ASSIGNMENT: Within the records, tally the lines that contain "current" and reply with that number only.

(Records from a collection)
————

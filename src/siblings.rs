#[derive(Debug, Clone, PartialEq, Eq)]
pub struct Siblings {
    pub prev: String,
    pub next: String,
}

/// Find the dishes around `current` in `ids`, wrapping at both ends.
///
/// Returns `None` when the list is empty or does not contain `current`.
pub fn siblings(current: &str, ids: &[String]) -> Option<Siblings> {
    let index = ids.iter().position(|id| id == current)?;
    let len = ids.len();

    Some(Siblings {
        prev: ids[(len + index - 1) % len].clone(),
        next: ids[(index + 1) % len].clone(),
    })
}

#[cfg(test)]
mod tests {
    use super::*;

    fn ids(raw: &[&str]) -> Vec<String> {
        raw.iter().map(|s| s.to_string()).collect()
    }

    #[test]
    fn test_wrap_to_end() {
        let s = siblings("a", &ids(&["a", "b", "c"])).unwrap();
        assert_eq!(s.prev, "c");
        assert_eq!(s.next, "b");
    }

    #[test]
    fn test_wrap_to_start() {
        let s = siblings("103", &ids(&["101", "102", "103"])).unwrap();
        assert_eq!(s.prev, "102");
        assert_eq!(s.next, "101");
    }

    #[test]
    fn test_middle_distinct() {
        let list = ids(&["0", "1", "2", "3"]);
        let s = siblings("2", &list).unwrap();
        assert_eq!(s.prev, "1");
        assert_eq!(s.next, "3");
        assert_ne!(s.prev, s.next);
    }

    #[test]
    fn test_single_points_to_itself() {
        let s = siblings("only", &ids(&["only"])).unwrap();
        assert_eq!(s.prev, "only");
        assert_eq!(s.next, "only");
    }

    #[test]
    fn test_two_entries() {
        let s = siblings("x", &ids(&["x", "y"])).unwrap();
        assert_eq!(s.prev, "y");
        assert_eq!(s.next, "y");
    }

    #[test]
    fn test_empty_or_absent() {
        assert_eq!(siblings("a", &[]), None);
        assert_eq!(siblings("z", &ids(&["a", "b"])), None);
    }
}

————

COMPLETED TASK: 4